//! Panic budget: the consecutive-failure state machine for one record
//!
//! ```text
//!            failure (count < PANIC_MAX)
//!              ┌─────┐
//!              ▼     │
//!          ┌─────────┴┐  failure (count reaches PANIC_MAX)  ┌─────────┐
//!   ──────►│ Healthy  ├────────────────────────────────────►│ Tripped │◄─┐
//!          └──────────┘◄────────────────────────────────────┴────┬────┘  │
//!                              success                           └───────┘
//!                                                                 failure
//! ```
//!
//! The budget decides how loudly a failure is reported. It never stops the
//! loop from trying again on the next tick.

/// Consecutive failures after which a record counts as persistently failing
pub const PANIC_MAX: u32 = 5;

/// Alerting state of a record
#[derive(Debug, Clone, Copy, PartialEq, Eq)]
pub enum BudgetState {
    /// Fewer than [`PANIC_MAX`] consecutive failures
    Healthy,
    /// At least [`PANIC_MAX`] consecutive failures
    Tripped,
}

/// What a recorded failure means for alerting
#[derive(Debug, Clone, Copy, PartialEq, Eq)]
pub enum FailureOutcome {
    /// Still healthy: report as an ordinary failure
    Failure,
    /// This failure tripped the budget
    Tripped,
    /// Already tripped: report as a repeated failure
    Repeated,
}

/// What a recorded success means for alerting
#[derive(Debug, Clone, Copy, PartialEq, Eq)]
pub enum SuccessOutcome {
    /// Budget was healthy
    Healthy,
    /// Budget was tripped and is now reset
    Reset,
}

/// Consecutive-failure counter with a two-state alerting machine
#[derive(Debug, Clone, Default, PartialEq, Eq)]
pub struct PanicBudget {
    consecutive_failures: u32,
}

impl PanicBudget {
    /// Create a healthy budget
    pub fn new() -> Self {
        Self::default()
    }

    /// Number of failures since the last success
    pub fn consecutive_failures(&self) -> u32 {
        self.consecutive_failures
    }

    /// Current state
    pub fn state(&self) -> BudgetState {
        if self.consecutive_failures >= PANIC_MAX {
            BudgetState::Tripped
        } else {
            BudgetState::Healthy
        }
    }

    /// Whether the budget is tripped
    pub fn is_tripped(&self) -> bool {
        self.state() == BudgetState::Tripped
    }

    /// Count a failed attempt
    pub fn record_failure(&mut self) -> FailureOutcome {
        let was_tripped = self.is_tripped();
        self.consecutive_failures = self.consecutive_failures.saturating_add(1);

        match (was_tripped, self.is_tripped()) {
            (true, _) => FailureOutcome::Repeated,
            (false, true) => FailureOutcome::Tripped,
            (false, false) => FailureOutcome::Failure,
        }
    }

    /// Count a successful attempt, resetting the counter
    pub fn record_success(&mut self) -> SuccessOutcome {
        let was_tripped = self.is_tripped();
        self.consecutive_failures = 0;

        if was_tripped {
            SuccessOutcome::Reset
        } else {
            SuccessOutcome::Healthy
        }
    }
}
// # Notifier Trait
//
// Delivery side of engine notifications. The engine only pushes
// `Notification`s into a bounded channel; notifiers receive them from the
// dispatcher in `dnsync-notify` and decide how to deliver them.

use crate::engine::Notification;
use async_trait::async_trait;

/// Trait for notification sinks (log, webhook, ...)
///
/// Delivery failures are the notifier's problem: they are logged by the
/// dispatcher and never fed back into reconciliation.
#[async_trait]
pub trait Notifier: Send + Sync {
    /// Deliver one notification
    async fn notify(&self, notification: &Notification) -> Result<(), crate::Error>;

    /// Short name for logging
    fn notifier_name(&self) -> &'static str;
}
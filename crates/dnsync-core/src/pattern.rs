//! Address pattern matching
//!
//! Every answer a detection source gives is checked here before the loop sees
//! it. IPv4 is a dotted quad with octets 0-255. IPv6 covers the full
//! colon-hex grammar: eight groups, `::` compression anywhere, and an
//! embedded IPv4 tail.

use crate::record::AddressFamily;
use regex::Regex;
use std::net::IpAddr;
use std::sync::LazyLock;

const OCTET: &str = r"(25[0-5]|2[0-4][0-9]|1[0-9][0-9]|[1-9]?[0-9])";
const HEX: &str = r"[0-9A-Fa-f]{1,4}";

fn ipv4_pattern() -> String {
    format!(r"({OCTET}\.){{3}}{OCTET}")
}

fn ipv6_pattern() -> String {
    let v4 = ipv4_pattern();
    [
        format!(r"(({HEX}:){{7}}({HEX}|:))"),
        format!(r"(({HEX}:){{6}}(:{HEX}|{v4}|:))"),
        format!(r"(({HEX}:){{5}}(((:{HEX}){{1,2}})|:{v4}|:))"),
        format!(r"(({HEX}:){{4}}(((:{HEX}){{1,3}})|((:{HEX})?:{v4})|:))"),
        format!(r"(({HEX}:){{3}}(((:{HEX}){{1,4}})|((:{HEX}){{0,2}}:{v4})|:))"),
        format!(r"(({HEX}:){{2}}(((:{HEX}){{1,5}})|((:{HEX}){{0,3}}:{v4})|:))"),
        format!(r"(({HEX}:){{1}}(((:{HEX}){{1,6}})|((:{HEX}){{0,4}}:{v4})|:))"),
        format!(r"(:(((:{HEX}){{1,7}})|((:{HEX}){{0,5}}:{v4})|:))"),
    ]
    .join("|")
}

// Both patterns are fixed strings; failing to compile them is a programming error.
static IPV4_FULL: LazyLock<Regex> = LazyLock::new(|| {
    Regex::new(&format!("^(?:{})$", ipv4_pattern())).expect("IPv4 pattern compiles")
});

static IPV6_FULL: LazyLock<Regex> = LazyLock::new(|| {
    Regex::new(&format!("^(?:{})$", ipv6_pattern())).expect("IPv6 pattern compiles")
});

/// Whether `candidate` is, in its entirety, an address of `family`
pub fn is_valid(family: AddressFamily, candidate: &str) -> bool {
    match family {
        AddressFamily::Ipv4 => IPV4_FULL.is_match(candidate),
        AddressFamily::Ipv6 => IPV6_FULL.is_match(candidate),
    }
}

/// Parse `candidate` as an address of `family`
///
/// Returns `None` for anything the pattern rejects, and for the rare strings
/// the pattern accepts but the standard parser does not.
pub fn parse(family: AddressFamily, candidate: &str) -> Option<IpAddr> {
    let candidate = candidate.trim();
    if !is_valid(family, candidate) {
        return None;
    }
    candidate
        .parse::<IpAddr>()
        .ok()
        .filter(|ip| family.matches(ip))
}

/// Find the first address of `family` in a response body
///
/// The body is split into runs of characters that can appear in an address
/// of `family` and each run must match the pattern in full, so `999.1.1.1` is
/// rejected outright rather than trimmed down to `99.1.1.1`. A single leading
/// colon is dropped, since labels such as `IP:` or `addr:` glue onto IPv6 runs.
pub fn extract(family: AddressFamily, body: &str) -> Option<IpAddr> {
    let is_address_char = |c: char| match family {
        AddressFamily::Ipv4 => c.is_ascii_digit() || c == '.',
        AddressFamily::Ipv6 => c.is_ascii_hexdigit() || c == '.' || c == ':',
    };

    body.split(|c: char| !is_address_char(c))
        .map(|token| token.trim_matches('.'))
        .filter(|token| !token.is_empty())
        .find_map(|token| {
            parse(family, token).or_else(|| {
                token
                    .strip_prefix(':')
                    .filter(|rest| !rest.starts_with(':'))
                    .and_then(|rest| parse(family, rest))
            })
        })
}
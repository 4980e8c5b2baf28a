// # Record-API DNS Providers
//
// Providers with a real records API: the zone's records can be listed, so
// the provider doubles as the record resolver, and a record is created when
// absent or rewritten when its address differs.
//
// ## Services
//
// | Name         | Auth                          | Credential fields                    |
// |--------------|-------------------------------|--------------------------------------|
// | Hetzner      | `Auth-API-Token` header       | login_token                          |
// | DigitalOcean | bearer token                  | login_token                          |
// | Linode       | bearer token                  | login_token                          |
// | OVH          | signed `X-Ovh-*` headers      | app_key, app_secret, consumer_key    |
//
// Every service goes through the same flow in [`RestProvider`]: find the
// record, compare, then create or update. A service only describes how to
// find, create and update through [`RecordApi`].
//
// - ✅ Dry-run mode performs lookups and logs intended writes
// - ❌ NO retry logic (owned by the reconcile loop)
// - ❌ NO caching of zone or record IDs between calls
//
// ## Security Requirements
//
// - Tokens and secrets NEVER appear in logs or Debug output
// - Providers fail at construction if a secret is empty

mod digitalocean;
mod hetzner;
mod linode;
mod ovh;

pub use digitalocean::DigitalOceanApi;
pub use hetzner::HetznerApi;
pub use linode::LinodeApi;
pub use ovh::OvhApi;

use async_trait::async_trait;
use dnsync_core::traits::{ApplyOutcome, ClientOptions, DnsProvider, DnsProviderFactory};
use dnsync_core::record::ROOT_DOMAIN;
use dnsync_core::{CredentialField, Error, ManagedRecord, ProviderCredential, ProviderRegistry, Result};
use serde_json::Value;
use std::fmt;
use std::net::IpAddr;

/// TTL written on created records, in seconds
pub const RECORD_TTL: u32 = 300;

/// A record as the provider lists it
#[derive(Debug, Clone, PartialEq, Eq)]
pub struct ExistingRecord {
    /// Provider-side record ID
    pub id: String,
    /// Published address
    pub ip: IpAddr,
}

/// Result of looking a record up
#[derive(Debug, Clone, PartialEq, Eq)]
pub struct Found {
    /// Where the record lives: zone ID, domain ID or zone name
    pub scope: String,
    /// The record, if it exists
    pub existing: Option<ExistingRecord>,
}

/// The calls one service needs
#[async_trait]
pub trait RecordApi: Send + Sync + fmt::Debug {
    /// Provider name used in errors
    fn name(&self) -> &'static str;

    /// Locate the record's zone and the record itself
    async fn find(&self, record: &ManagedRecord) -> Result<Found>;

    /// Create the record in `scope`
    async fn create(&self, scope: &str, record: &ManagedRecord, ip: IpAddr) -> Result<()>;

    /// Point the existing record `id` in `scope` at `ip`
    async fn update(&self, scope: &str, id: &str, record: &ManagedRecord, ip: IpAddr) -> Result<()>;
}

/// A DNS provider over a [`RecordApi`]
#[derive(Debug)]
pub struct RestProvider<A> {
    api: A,
    dry_run: bool,
}

impl<A: RecordApi> RestProvider<A> {
    pub fn new(api: A, options: &ClientOptions) -> Self {
        Self {
            api,
            dry_run: options.dry_run,
        }
    }

    /// Whether writes are skipped
    pub fn is_dry_run(&self) -> bool {
        self.dry_run
    }
}

#[async_trait]
impl<A: RecordApi> DnsProvider for RestProvider<A> {
    async fn apply(&self, record: &ManagedRecord, ip: IpAddr) -> Result<ApplyOutcome> {
        let found = self.api.find(record).await?;
        let mode = if self.dry_run { "DRY-RUN" } else { "LIVE" };

        match found.existing {
            Some(existing) if existing.ip == ip => {
                tracing::info!("DNS record already has correct IP: {} -> {}", record, ip);
                Ok(ApplyOutcome::Unchanged)
            }
            Some(existing) => {
                tracing::info!(
                    "Updating {} record {}: {} -> {} [mode: {}]",
                    self.api.name(),
                    record,
                    existing.ip,
                    ip,
                    mode
                );
                if self.dry_run {
                    tracing::info!("[DRY-RUN] Would update record {} to {}", existing.id, ip);
                    return Ok(ApplyOutcome::Skipped);
                }
                self.api.update(&found.scope, &existing.id, record, ip).await?;
                Ok(ApplyOutcome::Updated {
                    previous_ip: Some(existing.ip),
                })
            }
            None => {
                tracing::info!(
                    "Creating {} record {} -> {} [mode: {}]",
                    self.api.name(),
                    record,
                    ip,
                    mode
                );
                if self.dry_run {
                    tracing::info!("[DRY-RUN] Would create {} in {}", record, found.scope);
                    return Ok(ApplyOutcome::Skipped);
                }
                self.api.create(&found.scope, record, ip).await?;
                Ok(ApplyOutcome::Created)
            }
        }
    }

    async fn lookup(&self, record: &ManagedRecord) -> Result<Option<IpAddr>> {
        Ok(self.api.find(record).await?.existing.map(|r| r.ip))
    }

    fn supports_lookup(&self) -> bool {
        true
    }

    fn provider_name(&self) -> &'static str {
        self.api.name()
    }
}

/// Build an HTTP client honouring the request timeout
pub(crate) fn http_client(options: &ClientOptions) -> Result<reqwest::Client> {
    reqwest::Client::builder()
        .timeout(options.timeout)
        .build()
        .map_err(|e| Error::config(format!("Failed to build HTTP client: {}", e)))
}

/// Reject an empty secret at construction
pub(crate) fn non_empty(provider: &str, what: &str, value: String) -> Result<String> {
    if value.is_empty() {
        return Err(Error::config(format!("{} {} cannot be empty", provider, what)));
    }
    Ok(value)
}

/// Send a request and decode its JSON body; an empty body decodes to `Null`
pub(crate) async fn send(
    provider: &'static str,
    request: reqwest::RequestBuilder,
    context: &str,
) -> Result<Value> {
    let response = request
        .send()
        .await
        .map_err(|e| Error::http(format!("{}: HTTP request failed: {}", context, e)))?;

    let status = response.status();
    let body = response
        .text()
        .await
        .map_err(|e| Error::http(format!("{}: failed to read response: {}", context, e)))?;

    if !status.is_success() {
        return Err(map_status(provider, status.as_u16(), context, &body));
    }
    if body.trim().is_empty() {
        return Ok(Value::Null);
    }
    serde_json::from_str(&body)
        .map_err(|e| Error::provider(provider, format!("{}: failed to parse response: {}", context, e)))
}

/// Map a non-success status to an error
pub(crate) fn map_status(provider: &'static str, status: u16, context: &str, body: &str) -> Error {
    match status {
        401 | 403 => Error::auth(format!(
            "{}: invalid {} credentials or insufficient permissions (status {})",
            context, provider, status
        )),
        404 => Error::not_found(format!("{}: not found", context)),
        429 => Error::rate_limited(format!("{}: rate limit exceeded", context)),
        500..=599 => Error::http(format!(
            "{}: {} server error (transient): {} - {}",
            context, provider, status, body
        )),
        _ => Error::provider(provider, format!("{}: {} - {}", context, status, body)),
    }
}

/// Parse an address field of a listed record
pub(crate) fn parse_ip(provider: &'static str, value: &Value) -> Result<IpAddr> {
    let text = value
        .as_str()
        .ok_or_else(|| Error::provider(provider, "Invalid response format: address is not a string"))?;
    text.trim()
        .parse()
        .map_err(|e| Error::provider(provider, format!("Invalid IP in response: {}", e)))
}

/// Record IDs come back as numbers from some APIs and strings from others
pub(crate) fn id_of(provider: &'static str, value: &Value) -> Result<String> {
    match value {
        Value::String(id) => Ok(id.clone()),
        Value::Number(id) => Ok(id.to_string()),
        _ => Err(Error::provider(provider, "Invalid response format: missing record id")),
    }
}

/// Record label relative to the zone, with `apex` standing for the zone itself
pub(crate) fn label<'a>(record: &'a ManagedRecord, apex: &'a str) -> &'a str {
    if record.is_root() {
        apex
    } else {
        record.subdomain.as_str()
    }
}

/// The services this crate implements
#[derive(Debug, Clone, Copy, PartialEq, Eq)]
pub enum Service {
    Hetzner,
    DigitalOcean,
    Linode,
    Ovh,
}

impl Service {
    /// Registry name
    pub fn name(self) -> &'static str {
        match self {
            Service::Hetzner => "Hetzner",
            Service::DigitalOcean => "DigitalOcean",
            Service::Linode => "Linode",
            Service::Ovh => "OVH",
        }
    }
}

/// All services, in registration order
pub const SERVICES: [Service; 4] = [
    Service::Hetzner,
    Service::DigitalOcean,
    Service::Linode,
    Service::Ovh,
];

/// Factory for one service
pub struct RestFactory(pub Service);

impl DnsProviderFactory for RestFactory {
    fn required_fields(&self) -> &'static [CredentialField] {
        match self.0 {
            Service::Hetzner | Service::DigitalOcean | Service::Linode => {
                &[CredentialField::LoginToken]
            }
            Service::Ovh => &[
                CredentialField::AppKey,
                CredentialField::AppSecret,
                CredentialField::ConsumerKey,
            ],
        }
    }

    fn create(
        &self,
        credential: &ProviderCredential,
        options: &ClientOptions,
    ) -> Result<Box<dyn DnsProvider>> {
        if options.dry_run {
            tracing::warn!(
                "{} provider running in DRY-RUN mode - no changes will be made",
                self.0.name()
            );
        }

        Ok(match self.0 {
            Service::Hetzner => {
                let token = credential.require(CredentialField::LoginToken)?;
                Box::new(RestProvider::new(HetznerApi::new(token, options)?, options))
            }
            Service::DigitalOcean => {
                let token = credential.require(CredentialField::LoginToken)?;
                Box::new(RestProvider::new(DigitalOceanApi::new(token, options)?, options))
            }
            Service::Linode => {
                let token = credential.require(CredentialField::LoginToken)?;
                Box::new(RestProvider::new(LinodeApi::new(token, options)?, options))
            }
            Service::Ovh => {
                let api = OvhApi::new(
                    credential.require(CredentialField::AppKey)?,
                    credential.require(CredentialField::AppSecret)?,
                    credential.require(CredentialField::ConsumerKey)?,
                    options,
                )?;
                Box::new(RestProvider::new(api, options))
            }
        })
    }
}

/// Register every record-API provider with a registry
///
/// # Example
///
/// ```rust
/// use dnsync_core::ProviderRegistry;
///
/// let mut registry = ProviderRegistry::new();
/// dnsync_provider_rest::register(&mut registry);
/// assert!(registry.has_provider("Hetzner"));
/// assert!(registry.has_provider("ovh"));
/// ```
pub fn register(registry: &mut ProviderRegistry) {
    for service in SERVICES {
        registry.register_provider(service.name(), Box::new(RestFactory(service)));
    }
}

/// Apex spelling shared by Hetzner and DigitalOcean
pub(crate) const APEX_AT: &str = ROOT_DOMAIN;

**Your assignment**
Scan the data above and copy every line with "colon" in it.

**Solution to the exercise**
//! colon-hex grammar: eight groups, `::` compression anywhere, and an
/// colon is dropped, since labels such as `IP:` or `addr:` glue onto IPv6 runs.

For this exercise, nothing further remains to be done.